Wailly-Beaucamp (/fr/) is a commune in the Pas-de-Calais department in the Hauts-de-France region of France.

The inhabitants of Wailly-Beaucamp are known as Wailly-Beaucampiens in French.

==Geography==
Wailly-Beaucamp is situated 6 km south of Montreuil-sur-Mer, 15 km east of Berck-sur-Mer and 20 km from Le Touquet, on the plateau between the valleys of the Canche and the Authie. The town is crossed by the former Route-Nationale 1 (N1) linking Boulogne-sur-Mer to Paris and is served by junction 25 of autoroute A16.
Nearby towns and villages include: Boisjean, Lépine, Verton, Airon-Saint-Vaast, Campigneulles-les-Grandes, Campigneulles-les-Petites and Ecuires.
The nature of the local geology lends itself to sand and gravel extraction.

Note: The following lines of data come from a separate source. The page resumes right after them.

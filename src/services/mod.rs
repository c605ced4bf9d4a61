//! Services module - the highlight pipeline, framework-agnostic.
//!
//! This module contains the logic between a document snapshot and the
//! decorations painted onto a surface. Nothing here knows about timers or the
//! host's event loop; that wiring lives in [`crate::host`].
//!
//! # Components
//!
//! - [`MatchFinder`]: whole-word keyword matching with a compiled-pattern
//!   cache. Pure regex over raw text, no lexing.
//! - [`style`]: resolves configuration + palette position + wall clock into
//!   [`StyleDescriptor`]s, one per palette entry.
//! - [`RefreshEngine`]: plans a refresh (clears, rotating slot assignment,
//!   optional blink pulse) and applies it to a surface. Planning is pure;
//!   applying is the only decoration mutation in the crate.
//!
//! # Design Philosophy
//!
//! - **Stateless where possible**: the only caches are compiled regexes and
//!   the engine's clock epoch
//! - **Testable**: planning takes explicit inputs, randomness comes through
//!   the [`RandomSource`](crate::host::RandomSource) seam
//! - **Non-fatal**: oversized documents and dead surfaces degrade to a
//!   skipped refresh, never an error

pub mod matcher;
pub mod refresh;
pub mod style;

pub use matcher::MatchFinder;
pub use refresh::{Application, RefreshEngine, RefreshOutcome, RefreshPlan, BLINK_DURATION};
pub use style::{blink_style, build_style_set, resolve, Shadow, StyleDescriptor, Underline};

==Local place-names and hamlets==
- Beaucamp. This hamlet was given its name in 1901, on the initial creation of ‘Wailly-Beaucamp’.
- La Réderie.
- Le Mouflet ou Moufflet. Also called Mont-Ruflel in 1311 or Mont-Riflet in 1337. Tradition says that Mouflet was named in homage to the young Dauphin Louis XVII who, when imprisoned, did not want his dog Mouflet to be imprisoned too.
- La Houssoye. The name comes from the Picard word houshe, which means bosquet in French and spinney in English. There are other Houssoyes in the region: Houssoie at Parenty, Bellebrune and Buire-le-Sec. (From Abbé Haigneré: Histoire de l'arrondissement de Boulogne).
- Le Point du Jour.
- Le Halloy.
- Les Champs Rayés.
- Les Rives.
- Le Mont-Guislain.
- Les Fonds de Wailly.
- Le Monthodion or Montaudion. According to Monsieur Albert Leroy, Montaudion was the name of an old Picardy family.
- Les Garennes.

==Etymology==
We don't really know the origin of the name Wailly.
Place-names in France were subject to intensive research during the 19th century. Wailly didn't escape the investigations.
Here are some hypotheses:

- From Monsieur Harbaville, Wailly is from the Latin vallis, (French : vallon. Eng: little valley)
- R. Rodière judged this hypothesis probable, given the geographical position of the village.
Walliacum, is Galliacum, caused by mutation of W to G. 'Gallus ->Gaullois, Wailly being a border village of Picardy and therefore, of France.
- According to L. Ricouart, Wailliacum, a little ford
- In the Cueilloir de l'Hôtel-Dieu de Montreuil (15th-century manuscript), in the article entitled Wailly, there's a curious drawing of a dog that is barking Wail, wail.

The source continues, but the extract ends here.